─── Data records ───

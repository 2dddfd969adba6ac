use crate::error::{AppError, Result};
use ndarray::Array2;

const PIVOT_EPSILON: f64 = 1e-12;

/// Inverts a square matrix with Gauss-Jordan elimination and partial pivoting.
pub fn inverse(matrix: &Array2<f64>) -> Result<Array2<f64>> {
    let (n, m) = matrix.dim();
    if n != m {
        return Err(AppError::SingularMatrix(format!(
            "cannot invert a {}x{} matrix",
            n, m
        )));
    }
    let mut a = matrix.clone();
    let mut inv = Array2::<f64>::eye(n);

    for col in 0..n {
        let pivot_row = (col..n)
            .max_by(|&x, &y| a[[x, col]].abs().total_cmp(&a[[y, col]].abs()))
            .unwrap_or(col);
        let pivot = a[[pivot_row, col]];
        if !pivot.is_finite() || pivot.abs() < PIVOT_EPSILON {
            return Err(AppError::SingularMatrix(format!(
                "zero pivot in column {}",
                col
            )));
        }
        if pivot_row != col {
            for k in 0..n {
                a.swap([pivot_row, k], [col, k]);
                inv.swap([pivot_row, k], [col, k]);
            }
        }
        for k in 0..n {
            a[[col, k]] /= pivot;
            inv[[col, k]] /= pivot;
        }
        for row in 0..n {
            if row == col {
                continue;
            }
            let factor = a[[row, col]];
            if factor == 0.0 {
                continue;
            }
            for k in 0..n {
                a[[row, k]] -= factor * a[[col, k]];
                inv[[row, k]] -= factor * inv[[col, k]];
            }
        }
    }
    Ok(inv)
}

#[cfg(test)]
mod tests {
    use super::*;
    use ndarray::array;

    #[test]
    fn test_inverse() {
        let a = array![[4.0, 7.0], [2.0, 6.0]];
        let inv = inverse(&a).unwrap();
        let identity = a.dot(&inv);
        for i in 0..2 {
            for j in 0..2 {
                let expected = if i == j { 1.0 } else { 0.0 };
                assert!((identity[[i, j]] - expected).abs() < 1e-9);
            }
        }
    }

    #[test]
    fn test_inverse_needs_pivoting() {
        let a = array![[0.0, 1.0, 0.0], [1.0, 0.0, 0.0], [0.0, 0.0, 2.0]];
        let inv = inverse(&a).unwrap();
        assert!((inv[[0, 1]] - 1.0).abs() < 1e-12);
        assert!((inv[[1, 0]] - 1.0).abs() < 1e-12);
        assert!((inv[[2, 2]] - 0.5).abs() < 1e-12);
    }

    #[test]
    fn test_singular_matrix() {
        let a = array![[1.0, 2.0], [2.0, 4.0]];
        assert!(matches!(inverse(&a), Err(AppError::SingularMatrix(_))));
    }
}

───

Retype the listing in full, keeping every word as it appears.

repository 2dddfd969adba6ac
use crate::error::{AppError, Result};
use ndarray::Array2;

const PIVOT_EPSILON: f64 = 1e-12;

/// Inverts a square matrix with Gauss-Jordan elimination and partial pivoting.
pub fn inverse(matrix: &Array2<f64>) -> Result<Array2<f64>> {
    let (n, m) = matrix.dim();
    if n != m {
        return Err(AppError::SingularMatrix(format!(
            "cannot invert a {}x{} matrix",
            n, m
        )));
    }
    let mut a = matrix.clone();
    let mut inv = Array2::<f64>::eye(n);

    for col in 0..n {
        let pivot_row = (col..n)
            .max_by(|&x, &y| a[[x, col]].abs().total_cmp(&a[[y, col]].abs()))
            .unwrap_or(col);
        let pivot = a[[pivot_row, col]];
        if !pivot.is_finite() || pivot.abs() < PIVOT_EPSILON {
            return Err(AppError::SingularMatrix(format!(
                "zero pivot in column {}",
                col
            )));
        }
        if pivot_row != col {
            for k in 0..n {
                a.swap([pivot_row, k], [col, k]);
                inv.swap([pivot_row, k], [col, k]);
            }
        }
        for k in 0..n {
            a[[col, k]] /= pivot;
            inv[[col, k]] /= pivot;
        }
        for row in 0..n {
            if row == col {
                continue;
            }
            let factor = a[[row, col]];
            if factor == 0.0 {
                continue;
            }
            for k in 0..n {
                a[[row, k]] -= factor * a[[col, k]];
                inv[[row, k]] -= factor * inv[[col, k]];
            }
        }
    }
    Ok(inv)
}

#[cfg(test)]
mod tests {
    use super::*;
    use ndarray::array;

    #[test]
    fn test_inverse() {
        let a = array![[4.0, 7.0], [2.0, 6.0]];
        let inv = inverse(&a).unwrap();
        let identity = a.dot(&inv);
        for i in 0..2 {
            for j in 0..2 {
                let expected = if i == j { 1.0 } else { 0.0 };
                assert!((identity[[i, j]] - expected).abs() < 1e-9);
            }
        }
    }

    #[test]
    fn test_inverse_needs_pivoting() {
        let a = array![[0.0, 1.0, 0.0], [1.0, 0.0, 0.0], [0.0, 0.0, 2.0]];
        let inv = inverse(&a).unwrap();
        assert!((inv[[0, 1]] - 1.0).abs() < 1e-12);
        assert!((inv[[1, 0]] - 1.0).abs() < 1e-12);
        assert!((inv[[2, 2]] - 0.5).abs() < 1e-12);
    }

    #[test]
    fn test_singular_matrix() {
        let a = array![[1.0, 2.0], [2.0, 4.0]];
        assert!(matches!(inverse(&a), Err(AppError::SingularMatrix(_))));
    }
}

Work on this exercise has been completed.